Task prompt: Somewhere below, one line contains "ignore_confirmation, confirm, Some(&progress))" and a later line contains "completions on stdout". Output those two lines and everything between them exactly, and nothing else.
=-=-=
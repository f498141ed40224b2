//! Catalog API client module

pub mod client;
pub mod models;
pub mod resolve;

pub use client::{AppCredentials, CatalogClient};
pub use resolve::{ItemKind, canonical_url, parse_item_url};
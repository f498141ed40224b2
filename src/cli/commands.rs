//! CLI command implementations

use std::sync::Arc;

use anyhow::Result;
use clap::CommandFactory;
use dialoguer::{Confirm, Input};
use indicatif::{ProgressBar, ProgressStyle};
use tracing::{info, warn};

use crate::catalog::CatalogClient;
use crate::cli::{AuthManager, Cli};
use crate::config::Config;
use crate::download::Downloader;
use crate::server;
use crate::session::{LibrespotSession, StreamingSession};

/// Configure and verify Spotify app credentials
pub async fn auth(
    client_id: Option<String>,
    client_secret: Option<String>,
    force: bool,
) -> Result<()> {
    AuthManager::authenticate(client_id, client_secret, force).await?;
    Ok(())
}

/// Bring up the streaming session and the catalog client
///
/// The two bootstraps are independent and run concurrently; the downloader
/// must not issue requests before both are done.
async fn init() -> Result<(Arc<LibrespotSession>, Arc<CatalogClient>)> {
    let credentials = AuthManager::authenticate(None, None, false).await?;
    let catalog = Arc::new(CatalogClient::new(credentials)?);
    let session = Arc::new(LibrespotSession::new(Config::cache_dir()));

    tokio::try_join!(session.connect(), catalog.authenticate())?;
    Ok((session, catalog))
}

/// Interactive query loop; Ctrl-C or EOF exits and closes the session
pub async fn prompt(config: Config) -> Result<()> {
    let (session, catalog) = init().await?;
    let stream_session: Arc<dyn StreamingSession> = session.clone();
    let downloader = Downloader::new(stream_session, config.clone());

    loop {
        let query: String = match Input::new()
            .with_prompt("Query")
            .allow_empty(true)
            .interact_text()
        {
            Ok(query) => query,
            Err(_) => break,
        };

        let query = query.trim();
        if query.is_empty() {
            continue;
        }

        if let Err(e) = run_query(query, &catalog, &downloader, false).await {
            warn!("Request failed: {:#}", e);
        }
    }

    println!();
    session.close();
    Ok(())
}

/// One-shot download of a single query
pub async fn download(query: String, yes: bool, config: Config) -> Result<()> {
    let (session, catalog) = init().await?;
    let stream_session: Arc<dyn StreamingSession> = session.clone();
    let downloader = Downloader::new(stream_session, config);

    let result = run_query(&query, &catalog, &downloader, yes).await;
    session.close();
    result
}

/// Run the HTTP download endpoint until interrupted
pub async fn serve(port: u16, config: Config) -> Result<()> {
    let (session, catalog) = init().await?;
    let stream_session: Arc<dyn StreamingSession> = session.clone();
    let downloader = Downloader::new(stream_session, config);

    info!("Download server ready.");
    server::serve(catalog, downloader, port).await
}

/// Resolve one query and download the resulting batch
async fn run_query(
    query: &str,
    catalog: &CatalogClient,
    downloader: &Downloader,
    ignore_confirmation: bool,
) -> Result<()> {
    let tracks = catalog.resolve(query).await?;
    if tracks.is_empty() {
        warn!("No tracks found: {}", query);
        return Ok(());
    }

    let progress = ProgressBar::new(tracks.len() as u64);
    progress.set_style(
        ProgressStyle::default_bar()
            .template("{spinner:.green} [{bar:40.cyan/blue}] {pos}/{len} {msg}")
            .unwrap()
            .progress_chars("#>-"),
    );

    // An unreadable confirmation prompt counts as a decline
    let confirm = |count: usize| {
        Confirm::new()
            .with_prompt(format!(
                "You are about to download {count} tracks and may be rate limited. Continue?"
            ))
            .default(true)
            .interact()
            .unwrap_or(false)
    };

    let Some(result) = downloader
        .download_batch_confirmed(tracks, ignore_confirmation, confirm, Some(&progress))
        .await
    else {
        progress.finish_and_clear();
        info!("Aborted");
        return Ok(());
    };
    progress.finish_with_message("Batch complete");

    info!(
        "{} downloaded, {} skipped, {} failed",
        result.downloaded(),
        result.skipped(),
        result.failed()
    );
    Ok(())
}

/// Generate shell completions on stdout
pub fn completion(shell: clap_complete::Shell) {
    let mut cmd = Cli::command();
    let name = cmd.get_name().to_string();
    clap_complete::generate(shell, &mut cmd, name, &mut std::io::stdout());
}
=-=-=
Answer box:
        .download_batch_confirmed(tracks, ignore_confirmation, confirm, Some(&progress))
        .await
    else {
        progress.finish_and_clear();
        info!("Aborted");
        return Ok(());
    };
    progress.finish_with_message("Batch complete");

    info!(
        "{} downloaded, {} skipped, {} failed",
        result.downloaded(),
        result.skipped(),
        result.failed()
    );
    Ok(())
}

/// Generate shell completions on stdout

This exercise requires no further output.